Egg Guideline Update 2020

Summary 

This guideline advises on the management of patients with egg allergy. Most commonly, egg allergy presents in infancy, with a prevalence of approximately 2% in children and 0.1% in adults. A clear clinical history and the detection of egg white-specific IgE (by skin prick test or serum assay) will confirm the diagnosis in most cases. Investigation by measuring egg specific IgE (by skin prick testing or specific IgE assay) is useful in moderate-severe cases or where there is diagnostic uncertainty. Following an acute allergic reaction, egg avoidance advice should be provided. Egg allergy usually resolves and re-introduction can be achieved at home if reactions have been mild and there is no asthma. Patients with a history of severe reactions or asthma should have reintroduction guided by a specialist. All children with egg allergy should receive the measles, mumps and rubella (MMR) vaccination. Most adults and children with egg allergy can receive the influenza vaccine in primary care, unless they have had anaphylaxis to egg requiring intensive care support. Yellow fever vaccines should only be considered in egg allergic patients under the guidance of an allergy specialist.
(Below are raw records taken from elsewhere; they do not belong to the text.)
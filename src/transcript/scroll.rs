use serde::{Deserialize, Serialize};

pub const DEFAULT_BUFFER_FRACTION: f64 = 0.3;

/// Visible window of the transcript list, in content pixels.
#[derive(Debug, Clone, Copy, PartialEq)]
pub struct Viewport {
    pub scroll_top: f64,
    pub height: f64,
}

/// Vertical extent of one rendered segment, in content pixels.
#[derive(Debug, Clone, Copy, PartialEq)]
pub struct ItemBounds {
    pub top: f64,
    pub height: f64,
}

#[derive(Debug, Clone, Copy, PartialEq, Serialize, Deserialize)]
pub struct ScrollPolicy {
    /// Fraction of the viewport at the top and at the bottom that counts as
    /// "too close to the edge".
    pub buffer_fraction: f64,
}

impl Default for ScrollPolicy {
    fn default() -> Self {
        Self {
            buffer_fraction: DEFAULT_BUFFER_FRACTION,
        }
    }
}

impl ScrollPolicy {
    /// Non-finite fractions fall back to the default; others clamp to `0.0..=0.49`.
    pub fn new(buffer_fraction: f64) -> Self {
        if !buffer_fraction.is_finite() {
            return Self::default();
        }
        Self {
            buffer_fraction: buffer_fraction.clamp(0.0, 0.49),
        }
    }

    /// New scroll offset that centers `item`, or `None` when the item already
    /// sits inside the central zone.
    pub fn scroll_target(&self, viewport: Viewport, item: ItemBounds) -> Option<f64> {
        if viewport.height <= 0.0 {
            return None;
        }
        let buffer = viewport.height * self.buffer_fraction;
        let zone_top = viewport.scroll_top + buffer;
        let zone_bottom = viewport.scroll_top + viewport.height - buffer;
        if item.top >= zone_top && item.top + item.height <= zone_bottom {
            return None;
        }
        let centered = item.top + item.height / 2.0 - viewport.height / 2.0;
        Some(centered.max(0.0))
    }
}

/// Answers only when the active segment actually changes.
#[derive(Debug, Clone, Default)]
pub struct AutoScroller {
    policy: ScrollPolicy,
    last_active: Option<usize>,
}

impl AutoScroller {
    pub fn new(policy: ScrollPolicy) -> Self {
        Self {
            policy,
            last_active: None,
        }
    }

    pub fn policy(&self) -> ScrollPolicy {
        self.policy
    }

    pub fn on_active(
        &mut self,
        active: Option<usize>,
        viewport: Viewport,
        item: impl FnOnce(usize) -> Option<ItemBounds>,
    ) -> Option<f64> {
        if active == self.last_active {
            return None;
        }
        self.last_active = active;
        let bounds = item(active?)?;
        self.policy.scroll_target(viewport, bounds)
    }

    pub fn reset(&mut self) {
        self.last_active = None;
    }
}

#[cfg(test)]
mod tests {
    use super::*;

    const VIEW: Viewport = Viewport {
        scroll_top: 100.0,
        height: 500.0,
    };

    #[test]
    fn fraction_is_clamped_and_nan_falls_back() {
        assert_eq!(ScrollPolicy::new(f64::NAN), ScrollPolicy::default());
        assert_eq!(ScrollPolicy::new(f64::INFINITY).buffer_fraction, DEFAULT_BUFFER_FRACTION);
        assert_eq!(ScrollPolicy::new(0.9).buffer_fraction, 0.49);
        assert_eq!(ScrollPolicy::new(-1.0).buffer_fraction, 0.0);
    }

    #[test]
    fn items_in_the_central_zone_do_not_scroll() {
        let policy = ScrollPolicy::default();
        assert_eq!(policy.scroll_target(VIEW, ItemBounds { top: 300.0, height: 40.0 }), None);
    }

    #[test]
    fn items_in_the_buffer_or_offscreen_are_centered() {
        let policy = ScrollPolicy::default();
        // Inside the top 30% buffer.
        assert_eq!(
            policy.scroll_target(VIEW, ItemBounds { top: 120.0, height: 40.0 }),
            Some(0.0)
        );
        // Below the viewport.
        assert_eq!(
            policy.scroll_target(VIEW, ItemBounds { top: 900.0, height: 40.0 }),
            Some(670.0)
        );
    }

    #[test]
    fn auto_scroller_ignores_repeated_index() {
        let mut scroller = AutoScroller::default();
        let far = |_| Some(ItemBounds { top: 900.0, height: 40.0 });
        assert_eq!(scroller.on_active(Some(4), VIEW, far), Some(670.0));
        assert_eq!(scroller.on_active(Some(4), VIEW, far), None);
        assert_eq!(scroller.on_active(None, VIEW, far), None);
        assert_eq!(scroller.on_active(Some(4), VIEW, far), Some(670.0));
    }
}
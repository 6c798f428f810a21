use anyhow::Result;
use serde::Serialize;

use crate::error::Error;
use crate::notes::StoreError;
use crate::services::ServiceError;

/// Pretty-print any serializable value as JSON to stdout.
pub fn print_json<T: Serialize>(value: &T) -> Result<()> {
    let json = serde_json::to_string_pretty(value)?;
    println!("{json}");
    Ok(())
}

/// Machine-readable form of a command failure, with its category when it
/// came from the library.
pub fn error_json(err: &anyhow::Error) -> serde_json::Value {
    let kind = if let Some(e) = err.downcast_ref::<Error>() {
        e.kind()
    } else if let Some(e) = err.downcast_ref::<StoreError>() {
        match e {
            StoreError::NotFound { .. } => "not_found",
            StoreError::Validation(_) => "invalid_input",
            StoreError::Database(_) => "transient",
        }
    } else if let Some(e) = err.downcast_ref::<ServiceError>() {
        match e {
            ServiceError::InvalidUrl(_) => "invalid_input",
            ServiceError::Fetch(_) | ServiceError::Service(_) => "transient",
        }
    } else {
        "error"
    };
    serde_json::json!({ "error": format!("{err:#}"), "kind": kind })
}

#[cfg(test)]
mod tests {
    use super::*;

    #[test]
    fn errors_carry_their_kind() {
        let err = anyhow::Error::from(StoreError::folder_not_found("f1"));
        let value = error_json(&err);
        assert_eq!(value["kind"], "not_found");
        assert_eq!(value["error"], "folder not found: f1");

        let err = anyhow::Error::from(Error::from(ServiceError::InvalidUrl("x".into())));
        assert_eq!(error_json(&err)["kind"], "invalid_input");

        assert_eq!(error_json(&anyhow::anyhow!("plain"))["kind"], "error");
    }
}
pub mod assistant;
pub mod config;
pub mod db;
pub mod debounce;
pub mod editor;
pub mod error;
pub mod notes;
pub mod output;
pub mod playback;
pub mod services;
pub mod session;
pub mod transcript;

pub use error::{Error, Result};
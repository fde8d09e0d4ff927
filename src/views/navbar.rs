use iced::{
    Alignment, Element, Length,
    widget::{button, container, row, space, text},
};

use crate::{
    app::{APP_NAME, ViewMode, message::Message},
    styles::{self, font_size, spacing},
};

pub fn view<'a>(current: ViewMode, dark_mode: bool) -> Element<'a, Message> {
    let toggles = row(ViewMode::ALL.map(|mode| -> Element<'a, Message> {
        button(text(format!("View as {mode}")).size(font_size::SMALL))
            .padding([spacing::XS, spacing::MD])
            .style(styles::view_toggle_button(mode == current))
            .on_press(Message::SetView(mode))
            .into()
    }))
    .spacing(spacing::XXS);

    let theme_label = if dark_mode { "Light Mode" } else { "Dark Mode" };
    let theme_toggle = button(text(theme_label).size(font_size::SMALL))
        .padding([spacing::XS, spacing::MD])
        .style(button::secondary)
        .on_press(Message::ToggleDarkMode);

    container(
        row![
            text(APP_NAME).size(font_size::TITLE),
            space().width(Length::Fill),
            toggles,
            theme_toggle,
        ]
        .spacing(spacing::MD)
        .align_y(Alignment::Center),
    )
    .padding([spacing::MD, spacing::XL])
    .width(Length::Fill)
    .style(styles::navbar_container)
    .into()
}
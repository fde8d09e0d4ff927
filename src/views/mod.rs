pub mod cards;
pub mod navbar;
pub mod profile_form;
pub mod table;
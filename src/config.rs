use std::path::{Path, PathBuf};

use serde::{Deserialize, Serialize};

use crate::app::ViewMode;

#[derive(Debug, Clone, Serialize, Deserialize, Default, PartialEq)]
pub struct StudentConnectConfig {
    pub startup_view: Option<String>,
    pub storage_path: Option<String>,
    pub seed_profiles: Option<bool>,
}

impl StudentConnectConfig {
    pub fn config_path() -> Option<PathBuf> {
        dirs::config_dir().map(|dir| dir.join("student-connect").join("config.toml"))
    }

    pub fn load() -> Self {
        match Self::config_path() {
            Some(path) => Self::load_from(&path),
            None => Self::default(),
        }
    }

    pub fn load_from(path: &Path) -> Self {
        match std::fs::read_to_string(path) {
            Ok(contents) => toml::from_str(&contents).unwrap_or_else(|e| {
                log::warn!("Ignoring malformed config {}: {e}", path.display());
                Self::default()
            }),
            Err(e) if e.kind() == std::io::ErrorKind::NotFound => Self::default(),
            Err(e) => {
                log::warn!("Could not read config {}: {e}", path.display());
                Self::default()
            }
        }
    }

    pub fn startup_view(&self) -> ViewMode {
        match self.startup_view.as_deref() {
            Some("table") => ViewMode::Table,
            _ => ViewMode::Cards,
        }
    }

    /// User-supplied store location with `~` and environment variables expanded.
    pub fn storage_path(&self) -> Option<PathBuf> {
        let raw = self.storage_path.as_deref()?;
        let expanded = match shellexpand::full(raw) {
            Ok(expanded) => expanded.into_owned(),
            Err(e) => {
                log::warn!("Could not expand storage path {raw}: {e}");
                raw.to_string()
            }
        };
        Some(PathBuf::from(expanded))
    }

    pub fn seed_profiles(&self) -> bool {
        self.seed_profiles.unwrap_or(true)
    }
}

#[cfg(test)]
mod tests {
    use super::*;

    #[test]
    fn defaults_when_file_missing() {
        let dir = tempfile::tempdir().unwrap();
        let config = StudentConnectConfig::load_from(&dir.path().join("config.toml"));

        assert_eq!(config, StudentConnectConfig::default());
        assert_eq!(config.startup_view(), ViewMode::Cards);
        assert!(config.seed_profiles());
        assert_eq!(config.storage_path(), None);
    }

    #[test]
    fn reads_all_fields() {
        let dir = tempfile::tempdir().unwrap();
        let path = dir.path().join("config.toml");
        std::fs::write(
            &path,
            "startup_view = \"table\"\nstorage_path = \"/tmp/students.json\"\nseed_profiles = false\n",
        )
        .unwrap();

        let config = StudentConnectConfig::load_from(&path);
        assert_eq!(config.startup_view(), ViewMode::Table);
        assert!(!config.seed_profiles());
        assert_eq!(
            config.storage_path(),
            Some(PathBuf::from("/tmp/students.json"))
        );
    }

    #[test]
    fn malformed_file_yields_defaults() {
        let dir = tempfile::tempdir().unwrap();
        let path = dir.path().join("config.toml");
        std::fs::write(&path, "startup_view = [").unwrap();

        assert_eq!(
            StudentConnectConfig::load_from(&path),
            StudentConnectConfig::default()
        );
    }

    #[test]
    fn unreadable_path_yields_defaults() {
        let dir = tempfile::tempdir().unwrap();

        // a directory can't be read as a file
        assert_eq!(
            StudentConnectConfig::load_from(dir.path()),
            StudentConnectConfig::default()
        );
    }

    #[test]
    fn unknown_view_falls_back_to_cards() {
        let config = StudentConnectConfig {
            startup_view: Some("grid".into()),
            ..Default::default()
        };
        assert_eq!(config.startup_view(), ViewMode::Cards);
    }
}
use std::collections::HashSet;

use super::profile::{Profile, ProfileDraft, ProfileId};

#[derive(Debug, thiserror::Error, PartialEq, Eq)]
pub enum ProfileError {
    #[error("Profile not found: {0}")]
    NotFound(ProfileId),
}

pub type Result<T> = std::result::Result<T, ProfileError>;

/// Ordered list of profiles. Order is display order and ids are unique.
#[derive(Debug, Clone, Default, PartialEq, Eq)]
pub struct ProfileList {
    profiles: Vec<Profile>,
}

impl ProfileList {
    pub fn new(profiles: Vec<Profile>) -> Self {
        Self { profiles }
    }

    pub fn profiles(&self) -> &[Profile] {
        &self.profiles
    }

    pub fn len(&self) -> usize {
        self.profiles.len()
    }

    pub fn is_empty(&self) -> bool {
        self.profiles.is_empty()
    }

    pub fn get(&self, id: ProfileId) -> Option<&Profile> {
        self.profiles.iter().find(|p| p.id == id)
    }

    /// Equals `len() + 1` until something is deleted. Once the largest id
    /// reaches `ProfileId::MAX`, the lowest unused id is handed out instead.
    pub fn next_id(&self) -> ProfileId {
        let max = self.profiles.iter().map(|p| p.id).max().unwrap_or(0);
        max.checked_add(1).unwrap_or_else(|| self.lowest_free_id())
    }

    fn lowest_free_id(&self) -> ProfileId {
        let used: HashSet<ProfileId> = self.profiles.iter().map(|p| p.id).collect();
        // fewer profiles than ids, so a gap always exists
        (1..=ProfileId::MAX)
            .find(|id| !used.contains(id))
            .unwrap_or(ProfileId::MAX)
    }

    pub fn add(&mut self, draft: ProfileDraft) -> ProfileId {
        let id = self.next_id();
        self.profiles.push(Profile {
            id,
            name: draft.name,
            favourite_color: draft.favourite_color,
            favourite_food: draft.favourite_food,
            likes: 0,
        });
        id
    }

    pub fn edit(&mut self, id: ProfileId, draft: ProfileDraft) -> Result<()> {
        let profile = self.get_mut(id)?;
        profile.name = draft.name;
        profile.favourite_color = draft.favourite_color;
        profile.favourite_food = draft.favourite_food;
        Ok(())
    }

    pub fn like(&mut self, id: ProfileId) -> Result<u32> {
        let profile = self.get_mut(id)?;
        profile.likes = profile.likes.saturating_add(1);
        Ok(profile.likes)
    }

    pub fn delete(&mut self, id: ProfileId) -> Result<Profile> {
        let index = self
            .profiles
            .iter()
            .position(|p| p.id == id)
            .ok_or(ProfileError::NotFound(id))?;
        Ok(self.profiles.remove(index))
    }

    fn get_mut(&mut self, id: ProfileId) -> Result<&mut Profile> {
        self.profiles
            .iter_mut()
            .find(|p| p.id == id)
            .ok_or(ProfileError::NotFound(id))
    }
}
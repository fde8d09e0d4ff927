use serde::{Deserialize, Serialize};

pub type ProfileId = u32;

/// A single student, stored under the `profiles` key as a camelCase JSON object.
#[derive(Debug, Clone, PartialEq, Eq, Serialize, Deserialize)]
#[serde(rename_all = "camelCase")]
pub struct Profile {
    pub id: ProfileId,
    pub name: String,
    pub favourite_color: String,
    pub favourite_food: String,
    #[serde(default)]
    pub likes: u32,
}

impl Profile {
    pub fn to_draft(&self) -> ProfileDraft {
        ProfileDraft::new(
            self.name.clone(),
            self.favourite_color.clone(),
            self.favourite_food.clone(),
        )
    }
}

/// The editable part of a profile, as typed into the form.
#[derive(Debug, Clone, Default, PartialEq, Eq)]
pub struct ProfileDraft {
    pub name: String,
    pub favourite_color: String,
    pub favourite_food: String,
}

impl ProfileDraft {
    pub fn new(
        name: impl Into<String>,
        favourite_color: impl Into<String>,
        favourite_food: impl Into<String>,
    ) -> Self {
        Self {
            name: name.into(),
            favourite_color: favourite_color.into(),
            favourite_food: favourite_food.into(),
        }
    }
}

/// Shown on first launch, or whenever the stored list can't be read.
pub fn seed_profiles() -> Vec<Profile> {
    [
        ("Mehak", "Black", "French Fries"),
        ("Nikhil", "Red", "Burger"),
        ("Srinivas", "Purple", "Pizza"),
    ]
    .into_iter()
    .zip(1..)
    .map(|((name, color, food), id)| Profile {
        id,
        name: name.into(),
        favourite_color: color.into(),
        favourite_food: food.into(),
        likes: 0,
    })
    .collect()
}
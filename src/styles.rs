use iced::{
    Border, Color, Shadow, Theme, Vector,
    widget::{button, container, text_input},
};

use crate::theme::is_dark;

pub mod font_size {
    pub const DISPLAY: f32 = 28.0;
    pub const TITLE: f32 = 20.0;
    pub const HEADING: f32 = 16.0;
    pub const BODY: f32 = 14.0;
    pub const SMALL: f32 = 13.0;
    pub const CAPTION: f32 = 11.0;
}

pub mod spacing {
    pub const XXS: f32 = 4.0;
    pub const XS: f32 = 6.0;
    pub const SM: f32 = 8.0;
    pub const MD: f32 = 12.0;
    pub const LG: f32 = 16.0;
    pub const XL: f32 = 20.0;
    pub const XXL: f32 = 24.0;
}

pub mod radius {
    pub const NONE: f32 = 0.0;
    pub const SM: f32 = 4.0;
    pub const MD: f32 = 6.0;
    pub const LG: f32 = 8.0;
}

/// Bootstrap 5 palette, matching the web version of the app.
pub mod bootstrap {
    use iced::Color;

    pub const INFO: Color = Color::from_rgb8(0x0d, 0xca, 0xf0);
    pub const WARNING: Color = Color::from_rgb8(0xff, 0xc1, 0x07);
    pub const DANGER: Color = Color::from_rgb8(0xdc, 0x35, 0x45);
    pub const SECONDARY: Color = Color::from_rgb8(0x6c, 0x75, 0x7d);
    pub const LIGHT: Color = Color::from_rgb8(0xf8, 0xf9, 0xfa);
    pub const DARK: Color = Color::from_rgb8(0x21, 0x25, 0x29);
}

// --- Navbar ---

pub fn navbar_container(theme: &Theme) -> container::Style {
    let palette = theme.extended_palette();
    let background = if is_dark(theme) {
        palette.background.weak.color
    } else {
        palette.primary.base.color
    };
    container::Style {
        background: Some(background.into()),
        text_color: Some(Color::WHITE),
        border: Border {
            width: 1.0,
            color: palette.background.strong.color,
            radius: radius::NONE.into(),
        },
        ..Default::default()
    }
}

/// Segment of the Cards/Table switch. The selected one is filled.
pub fn view_toggle_button(active: bool) -> impl Fn(&Theme, button::Status) -> button::Style {
    move |_theme, status| {
        let filled = active || matches!(status, button::Status::Pressed);
        let hovered = matches!(status, button::Status::Hovered);
        button::Style {
            background: if filled {
                Some(Color::WHITE.into())
            } else if hovered {
                Some(Color { a: 0.15, ..Color::WHITE }.into())
            } else {
                None
            },
            text_color: if filled {
                Color::from_rgb(0.1, 0.1, 0.1)
            } else {
                Color::WHITE
            },
            border: Border {
                radius: radius::MD.into(),
                width: 1.0,
                color: Color::WHITE,
            },
            ..Default::default()
        }
    }
}

// --- Cards ---

/// Bootstrap `bg-light` / `bg-secondary` card with a small shadow.
pub fn profile_card(theme: &Theme) -> container::Style {
    let (background, text_color) = if is_dark(theme) {
        (bootstrap::SECONDARY, Color::WHITE)
    } else {
        (bootstrap::LIGHT, bootstrap::DARK)
    };
    container::Style {
        background: Some(background.into()),
        text_color: Some(text_color),
        border: Border {
            radius: radius::LG.into(),
            width: 1.0,
            color: Color {
                a: 0.175,
                ..Color::BLACK
            },
        },
        shadow: Shadow {
            color: Color {
                a: 0.075,
                ..Color::BLACK
            },
            offset: Vector::new(0.0, 2.0),
            blur_radius: 4.0,
        },
        ..Default::default()
    }
}

// --- Table ---

pub fn table_header(theme: &Theme) -> container::Style {
    let palette = theme.extended_palette();
    container::Style {
        background: Some(palette.background.strong.color.into()),
        border: Border {
            radius: radius::SM.into(),
            ..Default::default()
        },
        ..Default::default()
    }
}

pub fn table_row(index: usize) -> impl Fn(&Theme) -> container::Style {
    move |theme| {
        let palette = theme.extended_palette();
        let background = if index % 2 == 0 {
            palette.background.weak.color
        } else {
            palette.background.base.color
        };
        container::Style {
            background: Some(background.into()),
            border: Border {
                width: 1.0,
                color: palette.background.strong.color,
                radius: radius::NONE.into(),
            },
            ..Default::default()
        }
    }
}

// --- Form ---

pub fn invalid_input(theme: &Theme, status: text_input::Status) -> text_input::Style {
    let palette = theme.extended_palette();
    let base = text_input::default(theme, status);
    text_input::Style {
        border: Border {
            width: 1.0,
            color: palette.danger.base.color,
            ..base.border
        },
        ..base
    }
}

// --- Modal ---

pub fn modal_backdrop(_theme: &Theme) -> container::Style {
    container::Style {
        background: Some(
            Color {
                a: 0.5,
                ..Color::BLACK
            }
            .into(),
        ),
        ..Default::default()
    }
}

pub fn modal_card(theme: &Theme) -> container::Style {
    let (background, text_color) = if is_dark(theme) {
        (bootstrap::DARK, bootstrap::LIGHT)
    } else {
        (bootstrap::LIGHT, bootstrap::DARK)
    };
    container::Style {
        background: Some(background.into()),
        text_color: Some(text_color),
        border: Border {
            radius: radius::LG.into(),
            width: 1.0,
            color: Color {
                a: 0.175,
                ..Color::BLACK
            },
        },
        shadow: Shadow {
            color: Color {
                a: 0.15,
                ..Color::BLACK
            },
            offset: Vector::new(0.0, 8.0),
            blur_radius: 16.0,
        },
        ..Default::default()
    }
}

// --- Error Banner ---

/// Bootstrap `alert-danger`.
pub fn error_banner(theme: &Theme) -> container::Style {
    let (background, border, text_color) = if is_dark(theme) {
        (
            Color::from_rgb8(0x2c, 0x0b, 0x0e),
            Color::from_rgb8(0x84, 0x20, 0x29),
            Color::from_rgb8(0xea, 0x86, 0x8f),
        )
    } else {
        (
            Color::from_rgb8(0xf8, 0xd7, 0xda),
            Color::from_rgb8(0xf5, 0xc2, 0xc7),
            Color::from_rgb8(0x84, 0x20, 0x29),
        )
    };
    container::Style {
        background: Some(background.into()),
        text_color: Some(text_color),
        border: Border {
            width: 1.0,
            color: border,
            radius: radius::MD.into(),
        },
        ..Default::default()
    }
}

// --- Card and table actions ---

/// Bootstrap `btn-outline-info`, used for Like.
pub fn like_button(_theme: &Theme, status: button::Status) -> button::Style {
    let filled = matches!(status, button::Status::Hovered | button::Status::Pressed);
    button::Style {
        background: filled.then(|| bootstrap::INFO.into()),
        text_color: if filled { bootstrap::DARK } else { bootstrap::INFO },
        border: Border {
            radius: radius::MD.into(),
            width: 1.0,
            color: bootstrap::INFO,
        },
        ..Default::default()
    }
}

/// Bootstrap `btn-warning`, used for Edit.
pub fn edit_button(_theme: &Theme, status: button::Status) -> button::Style {
    solid_button(bootstrap::WARNING, bootstrap::DARK, status)
}

/// Bootstrap `btn-danger`, used for Delete.
pub fn delete_button(_theme: &Theme, status: button::Status) -> button::Style {
    solid_button(bootstrap::DANGER, Color::WHITE, status)
}

fn solid_button(fill: Color, text_color: Color, status: button::Status) -> button::Style {
    let background = match status {
        button::Status::Hovered => darken(fill, 0.1),
        button::Status::Pressed => darken(fill, 0.2),
        button::Status::Disabled => Color { a: 0.65, ..fill },
        button::Status::Active => fill,
    };
    button::Style {
        background: Some(background.into()),
        text_color,
        border: Border {
            radius: radius::MD.into(),
            width: 1.0,
            color: background,
        },
        ..Default::default()
    }
}

fn darken(color: Color, amount: f32) -> Color {
    let scale = 1.0 - amount;
    Color {
        r: color.r * scale,
        g: color.g * scale,
        b: color.b * scale,
        ..color
    }
}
This guideline was prepared by the Standards of Care Committee (SOCC) of the British Society for Allergy and Clinical Immunology (BSACI) and is intended for allergists and others with a special interest in allergy. The recommendations are evidence-based but where evidence was lacking consensus was reached by the panel of specialists on the committee. The document encompasses epidemiology, risk factors, diagnosis, treatment, prognosis and co-morbid associations.